I have a feeling that WolfBrown's main research result may be discovering that people in the arts have no idea what "participatory" means, even if you define it clearly. Participation in creative expression isn't letting spectators carry a boom box around, or move around during the production, or vote on what color your barn is going to be, or be present when you deliver "fine art" to them in a non-traditional venue, or serve as the subject of your commissioned work. It means actively participating in creative expression. It means sharing the ownership of the artistic process. It means it isn't about you, the artist. It means using your own skills as an artist to facilitate the expression of others.

6 comments:

Brian said...

Like you said, it's hard to pin down a definition of it. What makes your definition more valid than others? (Not disagreeing, just asking).

Scott Walters said...

Because it is based on the dictionary... I don't "participate" in sports by watching it on TV or walking around with a radio.

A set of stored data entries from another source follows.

use crate::parse::{ActivityEvent, EntityLine, ProfileLine, Timestamp};
use recommend_protocol::EntityId;
use serde::Serialize;
use std::collections::HashMap;

/// Kind of activity recorded in the index.
#[derive(Debug, Clone, Copy, PartialEq, Eq, Hash, Serialize)]
#[serde(rename_all = "snake_case")]
pub enum ActivityKind {
    Idea,
    Comment,
    Relation,
}

impl ActivityKind {
    pub const ALL: [Self; 3] = [Self::Idea, Self::Comment, Self::Relation];

    pub fn as_str(self) -> &'static str {
        match self {
            Self::Idea => "idea",
            Self::Comment => "comment",
            Self::Relation => "relation",
        }
    }
}

/// actor id -> timestamps of that actor's events
pub type ActorHistory = HashMap<EntityId, Vec<Timestamp>>;

/// subject id -> actor id -> timestamps
pub type SubjectHistory = HashMap<EntityId, ActorHistory>;

pub type ProfileMap = HashMap<EntityId, Profile>;

/// Mutable per-entity record assembled from the profile and primary files.
#[derive(Debug, Clone, Default, PartialEq, Eq)]
pub struct Profile {
    pub id: EntityId,
    pub name: String,
    pub description: String,
    pub last_active_at: Option<Timestamp>,
    pub owner: Option<EntityId>,
}

impl Profile {
    pub fn new(id: EntityId) -> Self {
        Self {
            id,
            ..Self::default()
        }
    }
}

/// Insert or update the profile described by a primary entity line.
///
/// Fields not carried by the line (the description) are left untouched.
pub fn upsert_entity(profiles: &mut ProfileMap, line: EntityLine) {
    let profile = profiles
        .entry(line.id)
        .or_insert_with(|| Profile::new(line.id));
    profile.name = line.name;
    profile.last_active_at = Some(line.last_active_at);
    if line.owner.is_some() {
        profile.owner = line.owner;
    }
}

/// In-memory aggregate of every ingested source for one run.
#[derive(Debug, Default)]
pub struct ActivityIndex {
    relation_activity: HashMap<ActivityKind, SubjectHistory>,
    actor_activity: HashMap<ActivityKind, ActorHistory>,
    profiles: ProfileMap,
}

impl ActivityIndex {
    pub fn new() -> Self {
        Self::default()
    }

    /// Append `event` under its subject and actor.
    pub fn record_relation(&mut self, kind: ActivityKind, event: &ActivityEvent) {
        self.relation_activity
            .entry(kind)
            .or_default()
            .entry(event.subject)
            .or_default()
            .entry(event.actor)
            .or_default()
            .push(event.at);
    }

    /// Append `event` under its actor only.
    pub fn record_actor(&mut self, kind: ActivityKind, event: &ActivityEvent) {
        self.actor_activity
            .entry(kind)
            .or_default()
            .entry(event.actor)
            .or_default()
            .push(event.at);
    }

    pub fn upsert_description(&mut self, line: ProfileLine) {
        self.profiles
            .entry(line.id)
            .or_insert_with(|| Profile::new(line.id))
            .description = line.description;
    }

    pub fn upsert_entity(&mut self, line: EntityLine) {
        upsert_entity(&mut self.profiles, line);
    }

    pub fn subject_history(&self, kind: ActivityKind, subject: EntityId) -> Option<&ActorHistory> {
        self.relation_activity.get(&kind)?.get(&subject)
    }

    pub fn actor_history(&self, kind: ActivityKind, actor: EntityId) -> Option<&[Timestamp]> {
        self.actor_activity
            .get(&kind)?
            .get(&actor)
            .map(Vec::as_slice)
    }

    pub fn profiles(&self) -> &ProfileMap {
        &self.profiles
    }

    pub fn profile(&self, id: EntityId) -> Option<&Profile> {
        self.profiles.get(&id)
    }

    /// Move the profile mapping out, e.g. to hand it to the concurrent pipeline.
    pub fn take_profiles(&mut self) -> ProfileMap {
        std::mem::take(&mut self.profiles)
    }

    pub fn restore_profiles(&mut self, profiles: ProfileMap) {
        self.profiles = profiles;
    }

    /// Total number of timestamps recorded for `kind`, across both mappings.
    pub fn event_count(&self, kind: ActivityKind) -> usize {
        let by_subject: usize = self
            .relation_activity
            .get(&kind)
            .map(|subjects| {
                subjects
                    .values()
                    .flat_map(HashMap::values)
                    .map(Vec::len)
                    .sum::<usize>()
            })
            .unwrap_or(0);
        let by_actor: usize = self
            .actor_activity
            .get(&kind)
            .map(|actors| actors.values().map(Vec::len).sum::<usize>())
            .unwrap_or(0);
        by_subject + by_actor
    }
}

#[cfg(test)]
mod tests {
    use super::*;
    use crate::parse::{parse_date_time, parse_idea_line};
    use pretty_assertions::assert_eq;

    fn event(subject: EntityId, actor: EntityId) -> ActivityEvent {
        ActivityEvent {
            subject,
            actor,
            at: parse_date_time("2023-01-01 00:00:00"),
        }
    }

    #[test]
    fn repeated_pairs_append_every_time() {
        let mut index = ActivityIndex::new();
        for _ in 0..5 {
            index.record_relation(ActivityKind::Idea, &event(1, 2));
        }
        index.record_relation(ActivityKind::Idea, &event(1, 3));

        let history = index.subject_history(ActivityKind::Idea, 1).unwrap();
        assert_eq!(history[&2].len(), 5);
        assert_eq!(history[&3].len(), 1);
        assert_eq!(index.event_count(ActivityKind::Idea), 6);
        assert_eq!(index.event_count(ActivityKind::Comment), 0);
    }

    #[test]
    fn actor_history_is_keyed_by_actor() {
        let mut index = ActivityIndex::new();
        index.record_actor(ActivityKind::Comment, &event(10, 7));
        index.record_actor(ActivityKind::Comment, &event(11, 7));

        assert_eq!(index.actor_history(ActivityKind::Comment, 7).unwrap().len(), 2);
        assert!(index.actor_history(ActivityKind::Comment, 10).is_none());
        assert!(index.actor_history(ActivityKind::Idea, 7).is_none());
    }

    #[test]
    fn malformed_line_never_reaches_the_index() {
        let mut index = ActivityIndex::new();
        for line in ["1\t2\t3", "1\tx\t3\t2023-01-01 00:00:00", "1\t\t3\tdate"] {
            if let Some(event) = parse_idea_line(line) {
                index.record_relation(ActivityKind::Idea, &event);
            }
        }
        assert_eq!(index.event_count(ActivityKind::Idea), 0);
        assert!(index.subject_history(ActivityKind::Idea, 1).is_none());
    }

    #[test]
    fn entity_upsert_keeps_existing_description() {
        let mut index = ActivityIndex::new();
        index.upsert_description(ProfileLine {
            id: 4,
            description: "maker".to_string(),
        });
        index.upsert_entity(EntityLine {
            id: 4,
            name: "dana".to_string(),
            owner: None,
            last_active_at: parse_date_time("2023-02-02 00:00:00"),
        });

        let profile = index.profile(4).unwrap();
        assert_eq!(profile.name, "dana");
        assert_eq!(profile.description, "maker");
        assert!(profile.last_active_at.is_some());
    }

    #[test]
    fn take_and_restore_profiles_round_trips_ownership() {
        let mut index = ActivityIndex::new();
        index.upsert_description(ProfileLine {
            id: 1,
            description: "a".to_string(),
        });
        let profiles = index.take_profiles();
        assert!(index.profiles().is_empty());
        index.restore_profiles(profiles);
        assert_eq!(index.profiles().len(), 1);
    }
}
use crate::error::{IndexerError, Result};
use crate::parse::normalize_line;
use std::path::Path;
use tokio::fs::File;
use tokio::io::{AsyncBufReadExt, AsyncRead, BufReader};

/// Streams normalized lines from a source file.
///
/// Bytes that are not valid UTF-8 are replaced rather than failing the whole file, and a final
/// line without a terminator is still yielded.
pub struct LineStream<R> {
    reader: BufReader<R>,
    buf: Vec<u8>,
}

impl<R: AsyncRead + Unpin> LineStream<R> {
    pub fn new(inner: R) -> Self {
        Self {
            reader: BufReader::new(inner),
            buf: Vec::with_capacity(256),
        }
    }

    pub async fn next_line(&mut self) -> std::io::Result<Option<String>> {
        self.buf.clear();
        let read = self.reader.read_until(b'\n', &mut self.buf).await?;
        if read == 0 {
            return Ok(None);
        }
        Ok(Some(normalize_line(&String::from_utf8_lossy(&self.buf))))
    }
}

/// Open `path` read-only for line streaming.
pub async fn open_lines(path: &Path) -> Result<LineStream<File>> {
    let file = File::open(path).await.map_err(|source| IndexerError::Open {
        path: path.to_path_buf(),
        source,
    })?;
    Ok(LineStream::new(file))
}

#[cfg(test)]
mod tests {
    use super::*;

    #[tokio::test]
    async fn yields_every_line_including_unterminated_tail() {
        let data: &[u8] = b"A\tB\nc\td\r\nLAST";
        let mut lines = LineStream::new(data);
        assert_eq!(lines.next_line().await.unwrap().as_deref(), Some("a\tb"));
        assert_eq!(lines.next_line().await.unwrap().as_deref(), Some("c\td"));
        assert_eq!(lines.next_line().await.unwrap().as_deref(), Some("last"));
        assert_eq!(lines.next_line().await.unwrap(), None);
    }

    #[tokio::test]
    async fn invalid_utf8_is_replaced_not_fatal() {
        let data: &[u8] = b"1\t\xff\xfe\n2\tok\n";
        let mut lines = LineStream::new(data);
        let first = lines.next_line().await.unwrap().unwrap();
        assert!(first.starts_with("1\t"));
        assert_eq!(lines.next_line().await.unwrap().as_deref(), Some("2\tok"));
    }

    #[tokio::test]
    async fn missing_file_reports_path() {
        let err = match open_lines(Path::new("/definitely/not/here.tsv")).await {
            Ok(_) => panic!("expected open failure"),
            Err(err) => err,
        };
        assert!(err.to_string().contains("/definitely/not/here.tsv"));
    }
}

And WolfBrown was pretty explicit, too.

Anonymous said...

That's not a very good comparison. When watching sports on TV you have no effect on the event at all, you are not even there. Now, just taking the first example cited, the boombox carriers in "Unsilent Night" do effect the performance and, in fact, their interaction constitutes the "performance." They may not be the prime creators of the work, but they certainly "participate" in the standard definition of the word.

Scott Walters said...

If I'm at the football game, part of the crowd, am I participating?

Anonymous said...

At the football game, do they allow you to get on the field and play with the equipment while the game is in progress?

Scott Walters said...

No, they don't -- it is commodified the same as theatre. But remember: this is a study being done on "participatory arts."